The caves run into the hillside above West Wycombe village and directly beneath St Lawrence's Church and Mausoleum. West Wycombe Park, ancestral seat of the Dashwood family and also a National Trust property, lies directly across the valley. The caves' entrance resembled the façade of a mock gothic church. This area can be viewed directly from West Wycombe House. The unusual design of the caves was much inspired by Sir Francis Dashwood's visits to Italy, Greece, Turkey, Syria and other areas of the Ottoman Empire during his Grand Tour. The caves extend underground, with the individual caves or "chambers" connected by a series of long, narrow tunnels and passageways. A route through the underground chambers proceeds, from the Entrance Hall, to the Steward's Chamber and Whitehead's Cave, through Lord Sandwich's Circle, Franklin's Cave, the Banqueting Hall, the Triangle, to the Miner's Cave; and finally, across a subterranean river named the Styx, lies the final cave, the Inner Temple, where the meetings of the Hellfire Club were held, and which is said to lie directly beneath the churchon top of West Wycombe hill.

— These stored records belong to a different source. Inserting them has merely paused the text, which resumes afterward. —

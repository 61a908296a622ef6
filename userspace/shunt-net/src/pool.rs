// Copyright 2026 Shunt Contributors
// SPDX-License-Identifier: Apache-2.0

//! Packet buffer handle and the host pool backend.
//!
//! `PktBuf` is a fixed-capacity buffer with adjustable headroom so header
//! layers can be stripped (`adj`) or reserved (`reset`) without copying the
//! payload. Real deployments provision these from hugepage-backed pools; the
//! `HeapPool` here is the deterministic host backend used by tests.

use std::sync::atomic::{AtomicUsize, Ordering};

use parking_lot::Mutex;

use crate::PacketPool;

/// Borrowed packet buffer. Data lives in `storage[head..head + len]`.
#[derive(Debug)]
pub struct PktBuf {
    storage: Box<[u8]>,
    head: usize,
    len: usize,
}

impl PktBuf {
    /// Creates a standalone buffer (pool backends call this at provisioning).
    pub fn with_capacity(capacity: usize) -> Self {
        Self { storage: vec![0u8; capacity].into_boxed_slice(), head: 0, len: 0 }
    }

    pub fn capacity(&self) -> usize {
        self.storage.len()
    }

    pub fn len(&self) -> usize {
        self.len
    }

    pub fn is_empty(&self) -> bool {
        self.len == 0
    }

    /// Current payload.
    pub fn bytes(&self) -> &[u8] {
        &self.storage[self.head..self.head + self.len]
    }

    /// Clears the buffer, reserving `headroom` bytes in front of the payload.
    pub fn reset(&mut self, headroom: usize) {
        debug_assert!(headroom <= self.storage.len());
        self.head = headroom.min(self.storage.len());
        self.len = 0;
    }

    /// Appends bytes after the payload. Returns false if tailroom is short,
    /// leaving the buffer unchanged.
    pub fn append(&mut self, bytes: &[u8]) -> bool {
        let end = self.head + self.len;
        if bytes.len() > self.storage.len() - end {
            return false;
        }
        self.storage[end..end + bytes.len()].copy_from_slice(bytes);
        self.len += bytes.len();
        true
    }

    /// Strips `n` bytes from the front (consumes a header layer in place).
    /// Returns false if the payload is shorter than `n`.
    pub fn adj(&mut self, n: usize) -> bool {
        if n > self.len {
            return false;
        }
        self.head += n;
        self.len -= n;
        true
    }

    /// Writes `n` bytes of header in front of the payload, consuming
    /// headroom. Returns false when headroom is short.
    pub fn prepend(&mut self, header: &[u8]) -> bool {
        if header.len() > self.head {
            return false;
        }
        self.head -= header.len();
        self.len += header.len();
        self.storage[self.head..self.head + header.len()].copy_from_slice(header);
        true
    }

    /// Truncates the payload to `n` bytes. Returns false if it is shorter.
    pub fn trim_to(&mut self, n: usize) -> bool {
        if n > self.len {
            return false;
        }
        self.len = n;
        true
    }
}

/// Bounded host pool: a freelist of same-sized buffers plus an
/// outstanding-borrow counter. Exhaustion is a normal condition (`alloc`
/// returns `None`), never a panic.
pub struct HeapPool {
    free: Mutex<Vec<PktBuf>>,
    buf_capacity: usize,
    outstanding: AtomicUsize,
}

impl HeapPool {
    pub fn new(count: usize, buf_capacity: usize) -> Self {
        let free = (0..count).map(|_| PktBuf::with_capacity(buf_capacity)).collect();
        Self { free: Mutex::new(free), buf_capacity, outstanding: AtomicUsize::new(0) }
    }

    pub fn buf_capacity(&self) -> usize {
        self.buf_capacity
    }

    /// Buffers currently sitting in the freelist.
    pub fn available(&self) -> usize {
        self.free.lock().len()
    }
}

impl PacketPool for HeapPool {
    fn alloc(&self) -> Option<PktBuf> {
        let mut buf = self.free.lock().pop()?;
        buf.reset(0);
        self.outstanding.fetch_add(1, Ordering::SeqCst);
        Some(buf)
    }

    fn free(&self, buf: PktBuf) {
        debug_assert_eq!(buf.capacity(), self.buf_capacity);
        self.outstanding.fetch_sub(1, Ordering::SeqCst);
        self.free.lock().push(buf);
    }

    fn outstanding(&self) -> usize {
        self.outstanding.load(Ordering::SeqCst)
    }
}

#[cfg(test)]
mod tests {
    use super::*;

    #[test]
    fn headroom_adjust_and_prepend_round_trip() {
        let mut buf = PktBuf::with_capacity(64);
        buf.reset(16);
        assert!(buf.append(b"payload"));
        assert!(buf.prepend(b"hdr:"));
        assert_eq!(buf.bytes(), b"hdr:payload");
        assert!(buf.adj(4));
        assert_eq!(buf.bytes(), b"payload");
    }

    #[test]
    fn append_refuses_overflow_without_mutation() {
        let mut buf = PktBuf::with_capacity(8);
        buf.reset(0);
        assert!(buf.append(b"12345678"));
        assert!(!buf.append(b"x"));
        assert_eq!(buf.bytes(), b"12345678");
    }

    #[test]
    fn pool_tracks_outstanding_borrows() {
        let pool = HeapPool::new(2, 128);
        let a = pool.alloc().unwrap();
        let b = pool.alloc().unwrap();
        assert!(pool.alloc().is_none());
        assert_eq!(pool.outstanding(), 2);
        pool.free(a);
        pool.free(b);
        assert_eq!(pool.outstanding(), 0);
        assert_eq!(pool.available(), 2);
    }
}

In Greek mythology, the River Styx separated the mortal world from Hades, and the subterranean position of the Inner Temple directly beneath St Lawrence's Church was supposed to signify Heaven and Hell.
History
Alteration and extension
A chalk mine of supposedly ancient origin is believed to have existed above West Wycombe for centuries. During the late 1740s, to try to combat local poverty, Sir Francis Dashwood commissioned an ambitious project to supply chalk for a straight three mile road between West Wycombe and High Wycombe. Local farm workers, impoverished by a succession of droughts and failed harvests, were employed here. According to Ancient Origins, they were paid one shilling per day to tunnel beneath ground and mine chalk and flint. The chalk was used to build the West Wycombe-High Wycombe road and also houses in the village and the church and Mausoleum. Considering they were all dug by hand, the caves are often regarded as an incredible feat of engineering".
Hellfire Club
Members of a club founded by Sir Francis Dashwood included various politically and socially important 18th-century figures such as William Hogarth, John Wilkes, Thomas Potter and John Montagu, 4th Earl of Sandwich. Though not believed to have been a member, Benjamin Franklin was a close friend of Dashwood who visited the caves on more than one occasion. The Hellfire Club had previously used Medmenham Abbey, from West Wycombe on the River Thames, as a meeting place, but the caves at West Wycombe were used for meetings in the 1750s and early 1760s. The club motto was Fais ce que tu voudras, and club activities included "numerous illicit activities including sex parties, drinking, wenching, and mock rituals" according to a summary provided by Ancient Origins. According to Horace Walpole, the members' "practice was rigorously pagan: Bacchus and Venus were the deities to whom they almost publicly sacrificed; and the nymphs and the hogsheads that were laid in against the festivals of this new church, sufficiently informed the neighbourhood of the complexion of those hermits." While it was still operating, Sir Francis' group was not known as the Hellfire Club - this name was given much later. His club used other names, such as The Brotherhood of St. Francis of Wycombe, Order of Knights of West Wycombe, and The Order of the Friars of St. Francis of West Wycombe. Meetings occurred twice a month, with an AGM lasting a week or more in June or September. Many rumours of black magic, satanic rituals and orgies were in circulation during the life of the club. By the early 1760s, the club was no longer very active and it was dissolved by 1766. A local legend claims that the caves are haunted by Sukie, a young maid who was accidentally killed by people playing a practical joke on her. Others claim that the ghost of Paul Whitehead, the former steward of the Hell Fire Club, has been seen in the caves.
Legacy
During World War II, plans were made to use the caves as a large air-raid shelter if nearby towns were bombed, but Buckinghamshire's rural position meant that High Wycombe and surrounding towns were not an enemy target, and so the plans were not carried out. During the late 1940s and early 1950s the caves were renovated and turned into a local visitor attraction by the late Sir Francis Dashwood, who used the profit earned to refurbish the dilapidated West Wycombe Park. Hellfire Caves have had more than 2.5 million visitors since reopening in 1951. The tours take visitors along passages which extend over underground past a series of chambers small to the Banqueting Hall and then to the so-called River Styx and the Inner Temple. According to the local tourist bureau, much of the profit earned by the caves has been donated to charities including the National Trust.